Françoise Cribier a montré comment dans les années 70 les premières générations de retraités ont inventé la retraite. A nous aujourd’hui d’inventer la période du grand âge. C’est une période inédite caractérisée par un « vieillissement dans le vieillissement ». Quand la question dans les années 70 était de savoir comment les gens allaient occuper cette nouvelle période d’inactivité, celle des prochaines années consistera à savoir ce que nous voulons faire de l’allongement de la vie qui se présente à nous.

Le deuxième enjeu, c’est l’habitat intermédiaire. Nous sommes face à une tendance forte qui consiste à trouver des alternatives au domicile ou à l’Ehpad. Je pense notamment aux travaux de la sociologue Anne Labit sur les nouvelles formes d’habitat, participatives, solidaires ou auto-gérées.

Enfin, je considère l’intergénérationnel comme le troisième grand défi. Jamais nous n’aurons vécu dans une société où cohabitent des gens aussi différents en âge. Plus que l’intergénérationnel d’ailleurs, c’est d’une société plurigénérationnelle dont il faut parler qui doit amener à trouver un juste équilibre entre l’entre soi générationnel et l’ouverture intergénérationnelle.

Le MMR  : Au moment où les pouvoirs publics parlent de loi et de réformes, à quoi peuvent servir les sociologues pour aider à voir de quoi sera fait demain ?

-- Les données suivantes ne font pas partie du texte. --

use thiserror::Error;

#[derive(Debug, Clone, PartialEq, Eq, Error)]
pub enum Error {
    /// The text could not be read as a calendar date. Carries the input as
    /// the user typed it.
    #[error("\"{0}\" is not a valid date")]
    InvalidDate(String),
}

pub type Result<T> = std::result::Result<T, Error>;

V.C. : Je ne crois pas à la sociologie prospective. Les sociologues analysent la société présente ou la façon dont elle a évolué au cours des précédentes années. La sociologie que je pratique est du côté des gens, c’est une sociologie de l’expérience. Si nous avons quelque chose à apporter aux professionnels et aux politiques, c’est de leur donner à voir comment les personnes vivent les dispositifs qui leur sont proposés. Je plaide pour une sociologie compréhensive.